WORK INSTRUCTION:
Go through the data from its first line and retype each line, stopping once the line containing "operator_id: OperatorId) ->" has been retyped.

ENTRIES SHOWN:
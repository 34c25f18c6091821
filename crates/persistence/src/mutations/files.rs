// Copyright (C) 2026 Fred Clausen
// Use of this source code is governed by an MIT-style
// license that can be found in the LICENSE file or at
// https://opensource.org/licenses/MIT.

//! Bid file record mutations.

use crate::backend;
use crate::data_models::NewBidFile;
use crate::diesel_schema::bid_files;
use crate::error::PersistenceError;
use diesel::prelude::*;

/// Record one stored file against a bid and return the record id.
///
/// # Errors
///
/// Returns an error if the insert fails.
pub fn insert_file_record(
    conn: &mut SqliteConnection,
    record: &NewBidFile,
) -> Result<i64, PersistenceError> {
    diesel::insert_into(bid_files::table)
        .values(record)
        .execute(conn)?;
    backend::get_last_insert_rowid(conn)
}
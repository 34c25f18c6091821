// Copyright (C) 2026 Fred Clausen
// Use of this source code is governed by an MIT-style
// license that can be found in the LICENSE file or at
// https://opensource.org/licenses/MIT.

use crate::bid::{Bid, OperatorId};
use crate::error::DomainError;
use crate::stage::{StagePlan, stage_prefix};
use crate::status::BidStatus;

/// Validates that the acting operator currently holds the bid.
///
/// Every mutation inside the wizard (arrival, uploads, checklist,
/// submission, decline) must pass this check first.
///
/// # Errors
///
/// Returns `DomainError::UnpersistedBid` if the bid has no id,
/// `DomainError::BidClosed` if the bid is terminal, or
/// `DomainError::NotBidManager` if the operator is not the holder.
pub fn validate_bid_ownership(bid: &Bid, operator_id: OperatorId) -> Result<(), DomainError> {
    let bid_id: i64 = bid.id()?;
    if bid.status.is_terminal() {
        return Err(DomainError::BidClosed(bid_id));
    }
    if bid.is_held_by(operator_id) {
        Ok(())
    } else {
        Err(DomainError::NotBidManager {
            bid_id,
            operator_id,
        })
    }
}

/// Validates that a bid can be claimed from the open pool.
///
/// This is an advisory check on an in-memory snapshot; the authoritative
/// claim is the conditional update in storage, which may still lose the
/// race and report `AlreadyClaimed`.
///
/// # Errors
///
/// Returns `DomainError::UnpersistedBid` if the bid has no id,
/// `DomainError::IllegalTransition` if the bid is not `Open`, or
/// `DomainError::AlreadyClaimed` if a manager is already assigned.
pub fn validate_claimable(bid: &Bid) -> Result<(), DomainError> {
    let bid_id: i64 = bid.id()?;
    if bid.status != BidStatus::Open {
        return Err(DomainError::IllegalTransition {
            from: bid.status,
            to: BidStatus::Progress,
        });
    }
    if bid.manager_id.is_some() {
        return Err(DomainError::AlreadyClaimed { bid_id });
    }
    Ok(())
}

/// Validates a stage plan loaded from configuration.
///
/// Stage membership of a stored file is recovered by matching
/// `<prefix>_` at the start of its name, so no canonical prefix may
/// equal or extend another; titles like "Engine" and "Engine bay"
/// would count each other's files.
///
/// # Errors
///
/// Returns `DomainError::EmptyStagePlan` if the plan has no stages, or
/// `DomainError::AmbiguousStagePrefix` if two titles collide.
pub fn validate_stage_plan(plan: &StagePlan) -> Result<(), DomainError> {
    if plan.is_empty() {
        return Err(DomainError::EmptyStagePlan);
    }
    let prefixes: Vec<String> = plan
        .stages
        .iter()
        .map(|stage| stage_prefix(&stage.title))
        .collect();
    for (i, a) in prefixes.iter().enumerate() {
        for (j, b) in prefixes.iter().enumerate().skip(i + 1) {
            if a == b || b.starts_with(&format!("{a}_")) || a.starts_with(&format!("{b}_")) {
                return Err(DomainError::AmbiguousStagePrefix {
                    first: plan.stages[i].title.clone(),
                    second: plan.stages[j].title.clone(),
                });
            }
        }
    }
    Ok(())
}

ANSWER TO THIS PROBLEM:
repository 34c25f18c6091821
filename crates/persistence/src/mutations/files.rs
// Copyright (C) 2026 Fred Clausen
// Use of this source code is governed by an MIT-style
// license that can be found in the LICENSE file or at
// https://opensource.org/licenses/MIT.

//! Bid file record mutations.

use crate::backend;
use crate::data_models::NewBidFile;
use crate::diesel_schema::bid_files;
use crate::error::PersistenceError;
use diesel::prelude::*;

/// Record one stored file against a bid and return the record id.
///
/// # Errors
///
/// Returns an error if the insert fails.
pub fn insert_file_record(
    conn: &mut SqliteConnection,
    record: &NewBidFile,
) -> Result<i64, PersistenceError> {
    diesel::insert_into(bid_files::table)
        .values(record)
        .execute(conn)?;
    backend::get_last_insert_rowid(conn)
}
repository 34c25f18c6091821
// Copyright (C) 2026 Fred Clausen
// Use of this source code is governed by an MIT-style
// license that can be found in the LICENSE file or at
// https://opensource.org/licenses/MIT.

use crate::bid::{Bid, OperatorId};
use crate::error::DomainError;
use crate::stage::{StagePlan, stage_prefix};
use crate::status::BidStatus;

/// Validates that the acting operator currently holds the bid.
///
/// Every mutation inside the wizard (arrival, uploads, checklist,
/// submission, decline) must pass this check first.
///
/// # Errors
///
/// Returns `DomainError::UnpersistedBid` if the bid has no id,
/// `DomainError::BidClosed` if the bid is terminal, or
/// `DomainError::NotBidManager` if the operator is not the holder.
pub fn validate_bid_ownership(bid: &Bid, operator_id: OperatorId) -> Result<(), DomainError> {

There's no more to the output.